§ EXERCISE PROMPT:
To complete the exercise, write out all the data exactly.
========
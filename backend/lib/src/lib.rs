//! Wallet Guard Library
//!
//! Authenticates callers by proof of control of an Ethereum wallet and
//! authorizes them against an on-chain registry.

pub mod api;
pub mod auth;
pub mod client;
pub mod config;
pub mod constants;
pub mod data;
pub mod error;
pub mod log;
pub mod models;
pub mod services;
pub mod utils;

#[cfg(any(test, feature = "mocks"))]
pub mod test_utils;

pub use api::create_app;
pub use client::GuardClient;
pub use config::Config;
pub use error::{Error, Result};
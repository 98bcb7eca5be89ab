//! Wallet authentication protocol
//!
//! Challenge/response sign-in and self-signed bearer tokens. Everything in
//! here is synchronous and stateless: validity is carried by the signed data
//! itself and checked against the clock when it is presented.

pub mod address;
pub mod challenge;
pub mod token;
pub mod wallet;

pub use address::parse_address;
pub use challenge::{ChallengeBuilder, ChallengeMessage, ChallengeVerifier};
pub use token::{
    DecodedToken, TokenClaims, TokenHeader, TokenIssuer, TokenVerifier, VerifiedToken,
};
pub use wallet::Wallet;

/// Failures of the authentication protocol
///
/// Every variant is terminal for the request that produced it, retrying
/// the same input fails the same way.
#[derive(Debug, Clone, PartialEq, Eq, thiserror::Error)]
pub enum AuthError {
    #[error("challenge error: {0}")]
    ChallengeInvalid(String),

    #[error("malformed token: {0}")]
    TokenMalformed(String),

    #[error("signer address does not match the token issuer")]
    IssuerMismatch,

    #[error("the token is not valid yet (nbf)")]
    TokenNotYetValid,

    #[error("the token has expired")]
    TokenExpired,

    #[error("the given domain does not match the token audience")]
    AudienceMismatch,

    #[error("invalid subject: {0}")]
    InvalidSubject(String),

    #[error("signing failed: {0}")]
    Signing(String),
}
========
§ RESULT OF THIS TASK:
filename backend/lib/src/lib.rs
//! Wallet Guard Library
//!
//! Authenticates callers by proof of control of an Ethereum wallet and
//! authorizes them against an on-chain registry.

pub mod api;
pub mod auth;
pub mod client;
pub mod config;
pub mod constants;
pub mod data;
pub mod error;
pub mod log;
pub mod models;
pub mod services;
pub mod utils;

#[cfg(any(test, feature = "mocks"))]
pub mod test_utils;

pub use api::create_app;
pub use client::GuardClient;
pub use config::Config;
pub use error::{Error, Result};
repository 98bcb7eca5be89ab
//! Wallet authentication protocol
//!
//! Challenge/response sign-in and self-signed bearer tokens. Everything in
//! here is synchronous and stateless: validity is carried by the signed data
//! itself and checked against the clock when it is presented.

pub mod address;
pub mod challenge;
pub mod token;
pub mod wallet;

pub use address::parse_address;
pub use challenge::{ChallengeBuilder, ChallengeMessage, ChallengeVerifier};
pub use token::{
    DecodedToken, TokenClaims, TokenHeader, TokenIssuer, TokenVerifier, VerifiedToken,
};
pub use wallet::Wallet;

/// Failures of the authentication protocol
///
/// Every variant is terminal for the request that produced it, retrying
/// the same input fails the same way.
#[derive(Debug, Clone, PartialEq, Eq, thiserror::Error)]
pub enum AuthError {
    #[error("challenge error: {0}")]
    ChallengeInvalid(String),

    #[error("malformed token: {0}")]
    TokenMalformed(String),

    #[error("signer address does not match the token issuer")]
    IssuerMismatch,

    #[error("the token is not valid yet (nbf)")]
    TokenNotYetValid,

    #[error("the token has expired")]
    TokenExpired,

    #[error("the given domain does not match the token audience")]
    AudienceMismatch,

    #[error("invalid subject: {0}")]
    InvalidSubject(String),

    #[error("signing failed: {0}")]
    Signing(String),
}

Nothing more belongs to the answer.